**Exercise:**
Would you set down every entry shown below, precisely as written?

**Data provided:**

_____

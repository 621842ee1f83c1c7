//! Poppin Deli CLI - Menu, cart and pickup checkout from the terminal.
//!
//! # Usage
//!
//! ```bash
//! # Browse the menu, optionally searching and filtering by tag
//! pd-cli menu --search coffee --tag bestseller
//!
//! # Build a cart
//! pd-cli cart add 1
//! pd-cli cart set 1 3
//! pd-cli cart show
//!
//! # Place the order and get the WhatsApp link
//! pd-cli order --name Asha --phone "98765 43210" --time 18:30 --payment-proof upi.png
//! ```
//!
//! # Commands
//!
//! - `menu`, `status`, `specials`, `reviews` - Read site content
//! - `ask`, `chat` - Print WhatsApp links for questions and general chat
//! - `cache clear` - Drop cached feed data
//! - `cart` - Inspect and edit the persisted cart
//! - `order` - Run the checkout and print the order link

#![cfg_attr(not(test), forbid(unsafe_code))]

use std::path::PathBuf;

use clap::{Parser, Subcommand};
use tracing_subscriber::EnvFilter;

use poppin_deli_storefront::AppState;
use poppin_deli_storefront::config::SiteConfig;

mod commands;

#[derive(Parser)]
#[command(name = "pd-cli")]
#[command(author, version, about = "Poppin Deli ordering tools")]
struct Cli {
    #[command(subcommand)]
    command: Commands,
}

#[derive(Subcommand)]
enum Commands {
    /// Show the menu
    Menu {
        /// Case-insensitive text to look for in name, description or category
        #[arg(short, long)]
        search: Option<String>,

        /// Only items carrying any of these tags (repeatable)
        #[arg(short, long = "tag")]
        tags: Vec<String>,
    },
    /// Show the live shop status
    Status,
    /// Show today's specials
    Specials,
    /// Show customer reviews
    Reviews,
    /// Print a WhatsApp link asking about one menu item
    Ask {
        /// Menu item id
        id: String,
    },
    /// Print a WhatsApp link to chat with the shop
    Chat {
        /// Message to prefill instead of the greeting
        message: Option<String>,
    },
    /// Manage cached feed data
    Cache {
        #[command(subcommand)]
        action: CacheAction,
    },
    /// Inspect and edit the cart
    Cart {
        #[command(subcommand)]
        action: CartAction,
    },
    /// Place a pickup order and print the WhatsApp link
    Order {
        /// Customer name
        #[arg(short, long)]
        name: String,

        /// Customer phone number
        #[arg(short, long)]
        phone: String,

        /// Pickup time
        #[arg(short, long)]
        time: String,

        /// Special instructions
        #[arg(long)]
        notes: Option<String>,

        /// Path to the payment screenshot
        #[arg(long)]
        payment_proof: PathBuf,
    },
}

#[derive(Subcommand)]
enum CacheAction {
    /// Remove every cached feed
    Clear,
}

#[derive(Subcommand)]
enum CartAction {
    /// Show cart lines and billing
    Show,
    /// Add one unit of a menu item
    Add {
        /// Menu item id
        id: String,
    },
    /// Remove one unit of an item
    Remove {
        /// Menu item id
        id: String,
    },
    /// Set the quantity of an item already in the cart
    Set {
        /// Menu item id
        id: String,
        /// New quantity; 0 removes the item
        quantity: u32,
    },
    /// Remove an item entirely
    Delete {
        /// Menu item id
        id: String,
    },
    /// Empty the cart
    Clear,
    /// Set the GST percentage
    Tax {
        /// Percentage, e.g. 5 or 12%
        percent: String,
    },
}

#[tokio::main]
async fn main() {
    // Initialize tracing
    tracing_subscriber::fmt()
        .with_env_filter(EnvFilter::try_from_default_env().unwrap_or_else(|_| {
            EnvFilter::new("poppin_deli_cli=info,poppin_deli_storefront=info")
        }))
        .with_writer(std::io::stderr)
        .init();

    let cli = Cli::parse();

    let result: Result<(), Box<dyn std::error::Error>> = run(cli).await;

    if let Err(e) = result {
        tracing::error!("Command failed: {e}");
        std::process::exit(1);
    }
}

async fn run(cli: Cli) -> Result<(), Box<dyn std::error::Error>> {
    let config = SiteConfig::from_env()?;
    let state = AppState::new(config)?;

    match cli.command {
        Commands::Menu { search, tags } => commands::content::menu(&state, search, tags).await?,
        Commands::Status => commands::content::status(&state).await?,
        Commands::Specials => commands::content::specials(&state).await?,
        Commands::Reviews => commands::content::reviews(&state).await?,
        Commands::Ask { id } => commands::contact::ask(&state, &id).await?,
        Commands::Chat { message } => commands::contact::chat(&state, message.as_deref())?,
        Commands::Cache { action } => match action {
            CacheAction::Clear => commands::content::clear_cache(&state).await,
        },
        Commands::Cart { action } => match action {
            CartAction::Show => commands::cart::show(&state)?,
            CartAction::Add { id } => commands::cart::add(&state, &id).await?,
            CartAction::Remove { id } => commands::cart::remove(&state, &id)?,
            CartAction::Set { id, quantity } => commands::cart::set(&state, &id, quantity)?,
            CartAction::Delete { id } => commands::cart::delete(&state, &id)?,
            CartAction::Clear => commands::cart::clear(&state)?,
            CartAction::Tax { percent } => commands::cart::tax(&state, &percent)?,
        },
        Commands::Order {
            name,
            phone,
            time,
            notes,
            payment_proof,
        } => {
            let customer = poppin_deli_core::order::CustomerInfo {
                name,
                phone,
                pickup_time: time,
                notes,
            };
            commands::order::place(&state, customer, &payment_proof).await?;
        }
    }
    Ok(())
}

_____

**The completed task:**
repository 621842ee1f83c1c7
//! Poppin Deli CLI - Menu, cart and pickup checkout from the terminal.
//!
//! # Usage
//!
//! ```bash
//! # Browse the menu, optionally searching and filtering by tag
//! pd-cli menu --search coffee --tag bestseller
//!
//! # Build a cart
//! pd-cli cart add 1
//! pd-cli cart set 1 3
//! pd-cli cart show
//!
//! # Place the order and get the WhatsApp link
//! pd-cli order --name Asha --phone "98765 43210" --time 18:30 --payment-proof upi.png
//! ```
//!
//! # Commands
//!
//! - `menu`, `status`, `specials`, `reviews` - Read site content
//! - `ask`, `chat` - Print WhatsApp links for questions and general chat
//! - `cache clear` - Drop cached feed data
//! - `cart` - Inspect and edit the persisted cart
//! - `order` - Run the checkout and print the order link

#![cfg_attr(not(test), forbid(unsafe_code))]

use std::path::PathBuf;

use clap::{Parser, Subcommand};
use tracing_subscriber::EnvFilter;

use poppin_deli_storefront::AppState;
use poppin_deli_storefront::config::SiteConfig;

mod commands;

#[derive(Parser)]
#[command(name = "pd-cli")]
#[command(author, version, about = "Poppin Deli ordering tools")]
struct Cli {
    #[command(subcommand)]
    command: Commands,
}

#[derive(Subcommand)]
enum Commands {
    /// Show the menu
    Menu {
        /// Case-insensitive text to look for in name, description or category
        #[arg(short, long)]
        search: Option<String>,

        /// Only items carrying any of these tags (repeatable)
        #[arg(short, long = "tag")]
        tags: Vec<String>,
    },
    /// Show the live shop status
    Status,
    /// Show today's specials
    Specials,
    /// Show customer reviews
    Reviews,
    /// Print a WhatsApp link asking about one menu item
    Ask {
        /// Menu item id
        id: String,
    },
    /// Print a WhatsApp link to chat with the shop
    Chat {
        /// Message to prefill instead of the greeting
        message: Option<String>,
    },
    /// Manage cached feed data
    Cache {
        #[command(subcommand)]
        action: CacheAction,
    },
    /// Inspect and edit the cart
    Cart {
        #[command(subcommand)]
        action: CartAction,
    },
    /// Place a pickup order and print the WhatsApp link
    Order {
        /// Customer name
        #[arg(short, long)]
        name: String,

        /// Customer phone number
        #[arg(short, long)]
        phone: String,

        /// Pickup time
        #[arg(short, long)]
        time: String,

        /// Special instructions
        #[arg(long)]
        notes: Option<String>,

        /// Path to the payment screenshot
        #[arg(long)]
        payment_proof: PathBuf,
    },
}

#[derive(Subcommand)]
enum CacheAction {
    /// Remove every cached feed
    Clear,
}

#[derive(Subcommand)]
enum CartAction {
    /// Show cart lines and billing
    Show,
    /// Add one unit of a menu item
    Add {
        /// Menu item id
        id: String,
    },
    /// Remove one unit of an item
    Remove {
        /// Menu item id
        id: String,
    },
    /// Set the quantity of an item already in the cart
    Set {
        /// Menu item id
        id: String,
        /// New quantity; 0 removes the item
        quantity: u32,
    },
    /// Remove an item entirely
    Delete {
        /// Menu item id
        id: String,
    },
    /// Empty the cart
    Clear,
    /// Set the GST percentage
    Tax {
        /// Percentage, e.g. 5 or 12%
        percent: String,
    },
}

#[tokio::main]
async fn main() {
    // Initialize tracing
    tracing_subscriber::fmt()
        .with_env_filter(EnvFilter::try_from_default_env().unwrap_or_else(|_| {
            EnvFilter::new("poppin_deli_cli=info,poppin_deli_storefront=info")
        }))
        .with_writer(std::io::stderr)
        .init();

    let cli = Cli::parse();

    let result: Result<(), Box<dyn std::error::Error>> = run(cli).await;

    if let Err(e) = result {
        tracing::error!("Command failed: {e}");
        std::process::exit(1);
    }
}

async fn run(cli: Cli) -> Result<(), Box<dyn std::error::Error>> {
    let config = SiteConfig::from_env()?;
    let state = AppState::new(config)?;

    match cli.command {
        Commands::Menu { search, tags } => commands::content::menu(&state, search, tags).await?,
        Commands::Status => commands::content::status(&state).await?,
        Commands::Specials => commands::content::specials(&state).await?,
        Commands::Reviews => commands::content::reviews(&state).await?,
        Commands::Ask { id } => commands::contact::ask(&state, &id).await?,
        Commands::Chat { message } => commands::contact::chat(&state, message.as_deref())?,
        Commands::Cache { action } => match action {
            CacheAction::Clear => commands::content::clear_cache(&state).await,
        },
        Commands::Cart { action } => match action {
            CartAction::Show => commands::cart::show(&state)?,
            CartAction::Add { id } => commands::cart::add(&state, &id).await?,
            CartAction::Remove { id } => commands::cart::remove(&state, &id)?,
            CartAction::Set { id, quantity } => commands::cart::set(&state, &id, quantity)?,
            CartAction::Delete { id } => commands::cart::delete(&state, &id)?,
            CartAction::Clear => commands::cart::clear(&state)?,
            CartAction::Tax { percent } => commands::cart::tax(&state, &percent)?,
        },
        Commands::Order {
            name,
            phone,
            time,
            notes,
            payment_proof,
        } => {
            let customer = poppin_deli_core::order::CustomerInfo {
                name,
                phone,
                pickup_time: time,
                notes,
            };
            commands::order::place(&state, customer, &payment_proof).await?;
        }
    }
    Ok(())
}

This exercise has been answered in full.